Persistent Parasites are Not Totally Protected from Immune Response
Most humans have long-lived infections in various tissues, including in the nervous system, that typically do not result in disease. The microbes associated with these infections, such as Toxoplasma gondii, enter a latent stage during which they quietly hide in cells, playing the long game to evade capture and ensure their own survival. But a lack of natural models to study these quiescent stages has led to gaps in scientists’ understanding of how latency contributes to pathogen persistence and whether these stages can be targeted by the immune system.
Now, a team led by University of Pennsylvania School of Veterinary Medicine researchers shows that the immune system indeed recognises the latent stage of the parasite Toxoplasma gondii, which causes toxoplasmosis. The work, published in Nature Microbiology, challenges some common assumptions about how the immune system deals with infections in the brain. Senior author Christopher A. Hunter, professor at PennU Vet, says this knowledge supports the idea that Toxoplasma gondii cysts can be targeted and perhaps even cleared, and the findings have implications for other infections and potential future therapies. The paper also demonstrates how cysts promote the mutual survival of the parasite and host.

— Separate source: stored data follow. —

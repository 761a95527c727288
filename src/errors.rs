// errors.rs
use thiserror::Error;

use crate::domain::filter::FilterError;

/// Errors raised while running a search session.
///
/// Only some of them end the process; see [`AppError::is_fatal`].
#[derive(Debug, Error)]
pub enum AppError {
    /// Opening or pinging the database failed.
    #[error("Database connection failed: {0}")]
    Connect(String),

    /// Reading or applying a schema file failed.
    #[error("Schema error: {0}")]
    Schema(String),

    /// Preparing or executing a search statement failed.
    #[error("Query execution failed: {0}")]
    Query(String),

    /// A result row did not match the Property record layout.
    #[error("Failed to decode row: {0}")]
    Decode(String),

    /// The user typed a filter the grammar does not accept.
    #[error("Invalid filter: {0}")]
    Filter(#[from] FilterError),

    #[error("I/O error: {0}")]
    Io(#[from] std::io::Error),
}

impl AppError {
    /// Whether the error should end the whole session rather than the
    /// current search.
    pub fn is_fatal(&self) -> bool {
        match self {
            AppError::Connect(_) | AppError::Schema(_) | AppError::Io(_) => true,
            AppError::Query(_) | AppError::Decode(_) | AppError::Filter(_) => false,
        }
    }
}

pub type AppResult<T> = Result<T, AppError>;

In its latent stage, Toxoplasma gondii forms long-lived cysts in neurons in the brain, which helps the parasite evade the host’s immune response. In this study, the researchers found that certain T cells can target neurons containing cysts, thereby promoting parasite control. But there’s a tradeoff: They also found that when cysts are not formed, there is an even higher parasite burden and increased damage to the brain. The study is published in Nature Microbiology.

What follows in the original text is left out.